Castle Garden, conocido como el castillo de los sueños, fue inaugurado en 1855. Funcionó como institución benéfica y centro de orientación durante años con el espíritu de ayudar al recién llegado. Pero la corrupción y la pillería terminó desvirtuando esos buenos propósitos. Joseph Pulitzer, uno de los muchos que pasó por allí, denunció que los inmigrantes eran tratados igual que ganado y explotados. El edificio cerró sus puertas en 1890. Durante esos treinta y cinco años, se registró la entrada de más de ocho millones de personas, que se dice pronto.

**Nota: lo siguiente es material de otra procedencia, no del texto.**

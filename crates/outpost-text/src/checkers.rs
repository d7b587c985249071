//! Checkers mini-game seam.
//!
//! spec.md §1 lists the checkers game logic among the external
//! collaborators the core only describes an interface for ("may be
//! reimplemented straightforwardly once the core is correct"). This
//! module supplies that interface — a single `apply_move` trait method —
//! so `outpost-text` can route `/checkers/*` requests without pretending
//! to specify game rules the core never covers.

use outpost_db::entities::person;

use crate::context::TextContext;
use crate::response::Response;

/// A single checkers move, in whatever notation a concrete engine wants.
pub struct CheckersMove {
    pub notation: String,
}

/// A checkers game engine. `outpost-text` only needs `apply_move`; board
/// representation, legality, and win conditions belong to the
/// implementation that plugs in here.
pub trait CheckersEngine: Send + Sync {
    /// Applies `mv` to the game `game_id` on behalf of `player`, returning
    /// the resulting board rendered as plain text.
    ///
    /// # Errors
    /// Returns a human-readable reason the move was rejected.
    fn apply_move(
        &self,
        game_id: &str,
        player: &str,
        mv: CheckersMove,
    ) -> Result<String, String>;
}

/// Placeholder engine. The federation engine this crate specifies has no
/// opinion on checkers rules, so this always reports the game as
/// unavailable rather than silently accepting moves.
#[derive(Default)]
pub struct StubCheckersEngine;

impl CheckersEngine for StubCheckersEngine {
    fn apply_move(
        &self,
        _game_id: &str,
        _player: &str,
        _mv: CheckersMove,
    ) -> Result<String, String> {
        Err("Checkers is not available on this instance".to_string())
    }
}

/// Routes `/checkers/*`. `rest` is the path segments after `checkers`
/// (e.g. `["<game-id>"]`); `text` is the query body, taken as the move's
/// notation.
pub async fn handle(
    _ctx: &TextContext,
    caller: Option<&person::Model>,
    rest: &[&str],
    text: &str,
) -> Response {
    let Some(caller) = caller else {
        return Response::failure("Authentication required");
    };
    let game_id = rest.first().copied().unwrap_or("default");
    let engine = StubCheckersEngine;
    match engine.apply_move(
        game_id,
        &caller.preferred_username,
        CheckersMove {
            notation: text.to_string(),
        },
    ) {
        Ok(board) => Response::success(board),
        Err(reason) => Response::failure(reason),
    }
}

#[cfg(test)]
mod tests {
    use super::*;

    #[test]
    fn stub_engine_rejects_every_move() {
        let engine = StubCheckersEngine;
        let result = engine.apply_move(
            "game1",
            "alice",
            CheckersMove {
                notation: "a3-b4".to_string(),
            },
        );
        assert!(result.is_err());
    }
}
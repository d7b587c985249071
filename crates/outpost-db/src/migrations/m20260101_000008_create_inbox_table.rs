//! Create inbox queue table migration.

use sea_orm_migration::prelude::*;

#[derive(DeriveMigrationName)]
pub struct Migration;

#[async_trait::async_trait]
impl MigrationTrait for Migration {
    async fn up(&self, manager: &SchemaManager) -> Result<(), DbErr> {
        manager
            .create_table(
                Table::create()
                    .table(Inbox::Table)
                    .if_not_exists()
                    .col(
                        ColumnDef::new(Inbox::Id)
                            .big_integer()
                            .not_null()
                            .auto_increment()
                            .primary_key(),
                    )
                    .col(ColumnDef::new(Inbox::Sender).string_len(1024).not_null())
                    .col(ColumnDef::new(Inbox::ActivityType).string_len(64).not_null())
                    .col(ColumnDef::new(Inbox::Raw).json_binary().not_null())
                    .col(
                        ColumnDef::new(Inbox::ReceivedAt)
                            .timestamp_with_time_zone()
                            .not_null()
                            .default(Expr::current_timestamp()),
                    )
                    .col(ColumnDef::new(Inbox::Attempts).integer().not_null().default(0))
                    .col(ColumnDef::new(Inbox::LastError).text())
                    .col(ColumnDef::new(Inbox::LeasedUntil).timestamp_with_time_zone())
                    .col(ColumnDef::new(Inbox::ProcessedAt).timestamp_with_time_zone())
                    .to_owned(),
            )
            .await?;

        manager
            .create_index(
                Index::create()
                    .name("idx_inbox_unprocessed")
                    .table(Inbox::Table)
                    .col(Inbox::ProcessedAt)
                    .col(Inbox::LeasedUntil)
                    .to_owned(),
            )
            .await
    }

    async fn down(&self, manager: &SchemaManager) -> Result<(), DbErr> {
        manager
            .drop_table(Table::drop().table(Inbox::Table).to_owned())
            .await
    }
}

#[derive(Iden)]
enum Inbox {
    Table,
    Id,
    Sender,
    ActivityType,
    Raw,
    ReceivedAt,
    Attempts,
    LastError,
    LeasedUntil,
    ProcessedAt,
}
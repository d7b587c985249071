//! The Gemini-style text interface for outpost (spec.md §6).
//!
//! Transport-agnostic by design: [`router::route`] takes one request line
//! plus an already-resolved caller and returns a [`Response`] to render
//! over whatever socket `outpost-server` is listening on.

pub mod checkers;
pub mod commands;
pub mod context;
pub mod render;
pub mod resolver;
pub mod response;
pub mod router;

pub use context::TextContext;
pub use response::{Response, StatusCode};
pub use router::route;
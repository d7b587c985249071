//! Common utilities and shared types for outpost.

pub mod config;
pub mod crypto;
pub mod error;
pub mod id;
pub mod local_id;

pub use config::Config;
pub use crypto::{generate_rsa_keypair, RsaKeypair};
pub use error::{AppError, AppResult};
pub use id::IdGenerator;
pub use local_id::hash_local_id;
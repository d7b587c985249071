//! Content-addressed local IDs for the text interface.
//!
//! The text interface never leaks `ActivityPub` URLs directly; instead it
//! hands out the hex SHA-256 of the actor or object id and keeps a mapping
//! table (see `outpost_db::repositories`) back to the real URL.

use sha2::{Digest, Sha256};

/// Hash an `ActivityPub` id (actor or object URL) into the local hex id
/// used on the text interface.
#[must_use]
pub fn hash_local_id(ap_id: &str) -> String {
    let digest = Sha256::digest(ap_id.as_bytes());
    hex::encode(digest)
}

#[cfg(test)]
mod tests {
    use super::*;

    #[test]
    fn stable_and_hex() {
        let a = hash_local_id("https://example.com/users/alice");
        let b = hash_local_id("https://example.com/users/alice");
        assert_eq!(a, b);
        assert_eq!(a.len(), 64);
        assert!(a.chars().all(|c| c.is_ascii_hexdigit()));
    }

    #[test]
    fn differs_per_input() {
        let a = hash_local_id("https://example.com/notes/1");
        let b = hash_local_id("https://example.com/notes/2");
        assert_ne!(a, b);
    }
}
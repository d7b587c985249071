//! Create person_keypair table migration.

use sea_orm_migration::prelude::*;

#[derive(DeriveMigrationName)]
pub struct Migration;

#[async_trait::async_trait]
impl MigrationTrait for Migration {
    async fn up(&self, manager: &SchemaManager) -> Result<(), DbErr> {
        manager
            .create_table(
                Table::create()
                    .table(PersonKeypair::Table)
                    .if_not_exists()
                    .col(
                        ColumnDef::new(PersonKeypair::PersonId)
                            .string_len(1024)
                            .not_null()
                            .primary_key(),
                    )
                    .col(ColumnDef::new(PersonKeypair::PublicKeyPem).text().not_null())
                    .col(ColumnDef::new(PersonKeypair::PrivateKeyPem).text().not_null())
                    .col(ColumnDef::new(PersonKeypair::KeyId).string_len(1024).not_null())
                    .col(
                        ColumnDef::new(PersonKeypair::CreatedAt)
                            .timestamp_with_time_zone()
                            .not_null()
                            .default(Expr::current_timestamp()),
                    )
                    .foreign_key(
                        ForeignKey::create()
                            .from(PersonKeypair::Table, PersonKeypair::PersonId)
                            .to(Person::Table, Person::Id)
                            .on_delete(ForeignKeyAction::Cascade),
                    )
                    .to_owned(),
            )
            .await
    }

    async fn down(&self, manager: &SchemaManager) -> Result<(), DbErr> {
        manager
            .drop_table(Table::drop().table(PersonKeypair::Table).to_owned())
            .await
    }
}

#[derive(Iden)]
enum PersonKeypair {
    Table,
    PersonId,
    PublicKeyPem,
    PrivateKeyPem,
    KeyId,
    CreatedAt,
}

#[derive(Iden)]
enum Person {
    Table,
    Id,
}
//! Hashtag repository.

use std::sync::Arc;

use crate::entities::{hashtag, Hashtag};
use outpost_common::{AppError, AppResult};
use sea_orm::{
    ActiveModelTrait, ColumnTrait, DatabaseConnection, EntityTrait, QueryFilter, QueryOrder,
    QuerySelect,
};

#[derive(Clone)]
pub struct HashtagRepository {
    db: Arc<DatabaseConnection>,
}

impl HashtagRepository {
    #[must_use]
    pub const fn new(db: Arc<DatabaseConnection>) -> Self {
        Self { db }
    }

    pub async fn record(&self, model: hashtag::ActiveModel) -> AppResult<hashtag::Model> {
        model
            .insert(self.db.as_ref())
            .await
            .map_err(|e| AppError::Database(e.to_string()))
    }

    pub async fn find_notes_for_tag(
        &self,
        tag: &str,
        limit: u64,
    ) -> AppResult<Vec<hashtag::Model>> {
        Hashtag::find()
            .filter(hashtag::Column::Tag.eq(tag.to_lowercase()))
            .order_by_desc(hashtag::Column::CreatedAt)
            .limit(limit)
            .all(self.db.as_ref())
            .await
            .map_err(|e| AppError::Database(e.to_string()))
    }

    /// Distinct tags, most recently used first — backs the `hashtags`
    /// command.
    pub async fn list_known_tags(&self, limit: u64) -> AppResult<Vec<String>> {
        let rows = Hashtag::find()
            .order_by_desc(hashtag::Column::CreatedAt)
            .limit(limit * 4)
            .all(self.db.as_ref())
            .await
            .map_err(|e| AppError::Database(e.to_string()))?;

        let mut seen = std::collections::HashSet::new();
        let mut tags = Vec::new();
        for row in rows {
            if seen.insert(row.tag.clone()) {
                tags.push(row.tag);
                if tags.len() as u64 >= limit {
                    break;
                }
            }
        }
        Ok(tags)
    }
}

El 1 de enero de 1892 se inauguró el nuevo centro de inmigración en Ellis Island —conocida también como Oyster Island, por los caladeros de ostras que la rodeaban—, pero se quemó, y sobre sus cenizas levantaron el que se conserva hoy en día, un enorme edificio de ladrillo rojo que recuerda a un mercado o a una estación. La primera persona en desembarcar en Ellis fue una chica irlandesa de quince años llamada Annie Moore. Annie viajaba con sus dos hermanos pequeños para reunirse con sus padres y su hermano mayor, emigrados dos años antes. Fueron muchos en esa época los que huyeron de la gran hambruna de la patata que arrasó Irlanda. Las autoridades le regalaron a la joven una moneda de diez dólares de oro puro. Annie ha pasado a la historia. Una niña de hambre y esperanza cuya estatua en bronce recibe a todo aquel que visita la isla y bucea en su pasado.
La historia de Annie es la historia de tantas y tantos infelices que rompían con su pasado, su mundo, sus raíces, por pura necesidad. Fue una diáspora sin precedentes. Pasaron por allí dieciséis millones de errantes desde su inauguración hasta 1924. Dos de ellos fueron mi abuela y mi padre. En 1904 el número de inmigrantes alcanza el millón. Se registra la entrada de entre cinco y diez mil personas al día en Ellis. La mayoría logrará franquear las puertas hacia el sueño americano, otros no correrán la misma suerte y tendrán que deshacer el camino y enfrentarse a aquello que les hizo escapar.